One of the challenges of real estate photography is to prepare photos for upload to the local MLS in such a way that the uploaded photos look their best. A related consideration is that you’ll want the photos to also look great on your client’s broker site as well.

One of the evils you’ll have to live with is that every MLS is going to run your photos through an automatic “photo mangler” to make sure the photo specifications are whatever the MLS geeks feel is right. MLSs are different so I can’t tell you for sure what your MLS is going to do to your photos. If you are in the greater Seattle area (NWMLS ) you can upload any JPG up to 3 MB. Then, regardless of what the pixel width is the photo is it is reduced to 400 pixels wide (aspect ratio left alone) and then severely re-compressed (JPG compression). I recommend you take the time to research how your local MLS processes uploaded photos so you understand exactly what you are up against.

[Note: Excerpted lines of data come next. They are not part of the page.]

// Copyright (c) 2025, Jason Jenkins
// SPDX-License-Identifier: BSD-3-Clause

//! UI components for the Drizz application.

pub mod canvas;
pub mod panel;
pub mod projects;
pub mod toolbar;
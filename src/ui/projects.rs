// Copyright (c) 2025, Jason Jenkins
// SPDX-License-Identifier: BSD-3-Clause

//! Project browser window.
//!
//! Lists projects known to the backend (short id, filename, creation
//! time, annotated flag) and lets the user pull the saved selection for
//! the currently loaded project back into the visibility set.

use crate::models::project::ProjectSummary;

/// Result of browser interaction.
pub enum ProjectsAction {
    None,
    Refresh,
    LoadSaved(String),
}

/// Display the project browser window.
pub fn show(
    ctx: &egui::Context,
    open: &mut bool,
    projects: &[ProjectSummary],
    loading: bool,
    current_project_id: Option<&str>,
) -> ProjectsAction {
    let mut action = ProjectsAction::None;

    egui::Window::new("Projects")
        .open(open)
        .default_width(480.0)
        .show(ctx, |ui| {
            ui.horizontal(|ui| {
                if ui.button("Refresh").clicked() {
                    action = ProjectsAction::Refresh;
                }
                if loading {
                    ui.spinner();
                }
            });
            ui.separator();

            if projects.is_empty() && !loading {
                ui.label(egui::RichText::new("No projects on the server yet").weak());
                return;
            }

            egui::ScrollArea::vertical().show(ui, |ui| {
                egui::Grid::new("projects_grid")
                    .num_columns(5)
                    .striped(true)
                    .show(ui, |ui| {
                        ui.strong("Short ID");
                        ui.strong("Filename");
                        ui.strong("Created");
                        ui.strong("Annotated");
                        ui.strong("");
                        ui.end_row();

                        for project in projects {
                            let is_current = current_project_id == Some(project.id.as_str());
                            ui.monospace(&project.short_id);
                            ui.label(project.filename.as_deref().unwrap_or("-"));
                            ui.label(&project.created_at);
                            ui.label(if project.has_annotations { "yes" } else { "-" });
                            if ui
                                .add_enabled(is_current, egui::Button::new("Load saved"))
                                .clicked()
                            {
                                action = ProjectsAction::LoadSaved(project.id.clone());
                            }
                            ui.end_row();
                        }
                    });
            });
        });

    action
}
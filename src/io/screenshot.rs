// Copyright (c) 2025, Jason Jenkins
// SPDX-License-Identifier: BSD-3-Clause

//! Screenshot loading and transit encoding.
//!
//! Uploads are validated (file type, size cap) before any decode work.
//! Decoded screenshots are re-encoded as PNG and wrapped in a base64
//! data URL, the representation the identity generator salts and the
//! backend stores.

use crate::error::DrizzError;
use base64::engine::general_purpose::STANDARD as BASE64;
use base64::Engine as _;
use std::io::Cursor;
use std::path::Path;

/// Upload size cap, matching the backend's limit.
pub const MAX_UPLOAD_BYTES: u64 = 10 * 1024 * 1024;

const ALLOWED_EXTENSIONS: [&str; 5] = ["png", "jpg", "jpeg", "webp", "bmp"];

/// A decoded screenshot ready for display and transit.
#[derive(Debug)]
pub struct LoadedScreenshot {
    pub filename: String,
    pub width: u32,
    pub height: u32,
    /// RGBA8 pixels for the display texture.
    pub pixels: Vec<u8>,
    /// `data:image/png;base64,...` transit representation.
    pub encoded: String,
}

/// Reject wrong file types and oversized files before any decode or
/// network call.
pub fn validate_upload(path: &Path) -> Result<(), DrizzError> {
    let extension = path
        .extension()
        .and_then(|s| s.to_str())
        .map(|s| s.to_lowercase())
        .unwrap_or_default();
    if !ALLOWED_EXTENSIONS.contains(&extension.as_str()) {
        return Err(DrizzError::Validation(format!(
            "unsupported image type {:?} (expected one of {:?})",
            extension, ALLOWED_EXTENSIONS
        )));
    }

    let size = std::fs::metadata(path)
        .map_err(|e| DrizzError::Validation(format!("cannot stat {}: {}", path.display(), e)))?
        .len();
    if size > MAX_UPLOAD_BYTES {
        return Err(DrizzError::Validation(format!(
            "file too large ({} bytes, limit {} bytes)",
            size, MAX_UPLOAD_BYTES
        )));
    }
    Ok(())
}

/// Load a screenshot from disk: validate, decode, re-encode for transit.
pub fn load_screenshot(path: &Path) -> Result<LoadedScreenshot, DrizzError> {
    validate_upload(path)?;

    let bytes = std::fs::read(path)
        .map_err(|e| DrizzError::Validation(format!("cannot read {}: {}", path.display(), e)))?;
    let image = image::load_from_memory(&bytes)
        .map_err(|e| DrizzError::Decode(format!("cannot decode {}: {}", path.display(), e)))?;

    let width = image.width();
    let height = image.height();
    let rgba = image.to_rgba8();

    let mut png = Vec::new();
    image
        .write_to(&mut Cursor::new(&mut png), image::ImageFormat::Png)
        .map_err(|e| DrizzError::Decode(format!("PNG re-encode failed: {}", e)))?;
    let encoded = format!("data:image/png;base64,{}", BASE64.encode(&png));

    let filename = path
        .file_name()
        .and_then(|s| s.to_str())
        .unwrap_or("screenshot")
        .to_string();

    log::info!("Loaded screenshot {} ({}x{})", filename, width, height);

    Ok(LoadedScreenshot {
        filename,
        width,
        height,
        pixels: rgba.into_raw(),
        encoded,
    })
}

#[cfg(test)]
mod tests {
    use super::*;
    use std::path::PathBuf;

    #[test]
    fn test_validate_rejects_wrong_extension() {
        let err = validate_upload(&PathBuf::from("dump.json")).unwrap_err();
        assert!(matches!(err, DrizzError::Validation(_)));

        let err = validate_upload(&PathBuf::from("noextension")).unwrap_err();
        assert!(matches!(err, DrizzError::Validation(_)));
    }

    #[test]
    fn test_validate_rejects_missing_file() {
        // Allowed extension but nonexistent path still fails validation.
        let err = validate_upload(&PathBuf::from("/nonexistent/shot.png")).unwrap_err();
        assert!(matches!(err, DrizzError::Validation(_)));
    }

    #[test]
    fn test_load_screenshot_roundtrip() {
        // Encode a tiny PNG, load it back through the full pipeline.
        let dir = std::env::temp_dir().join("drizz-screenshot-test");
        std::fs::create_dir_all(&dir).unwrap();
        let path = dir.join("shot.png");

        let img = image::RgbaImage::from_pixel(100, 50, image::Rgba([10, 20, 30, 255]));
        img.save(&path).unwrap();

        let loaded = load_screenshot(&path).unwrap();
        assert_eq!(loaded.width, 100);
        assert_eq!(loaded.height, 50);
        assert_eq!(loaded.pixels.len(), 100 * 50 * 4);
        assert!(loaded.encoded.starts_with("data:image/png;base64,"));
        assert_eq!(loaded.filename, "shot.png");
    }

    #[test]
    fn test_load_screenshot_decode_failure() {
        let dir = std::env::temp_dir().join("drizz-screenshot-test");
        std::fs::create_dir_all(&dir).unwrap();
        let path = dir.join("not-an-image.png");
        std::fs::write(&path, b"definitely not a png").unwrap();

        let err = load_screenshot(&path).unwrap_err();
        assert!(matches!(err, DrizzError::Decode(_)));
    }
}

What can you do to make your photos will look their best? Here are some suggestions:

  1. Upload larger photos (many say twice the size) than you need: For example, upload 800 pixel wide if you know the MLS is going to downsize the finished photos to 400 pixels.
  2. Use the sRGB color space: sRGB is the default color space for the Internet so the MLS will end up converting to sRGB. Better you make the conversion than the MLS “photo mangler”.
  3. Upload photos that have 4×3 aspect ratio: Specifically I recommend 800x600x72. I talked to someone recently who’s photos were being distorted because after straightening verticals in PTlens they cropped the photos to an arbitrary aspect ratio. When the photos were uploaded to their MLS “photo mangler” forced the aspect ration to 4×3 causing distortion.
  4. As a last step in the workflow sharpen the photos for the web: You can use Photoshop for sharpening or the NIK sharpener plugin for Lightroom or just the sharpening built into Lightroom.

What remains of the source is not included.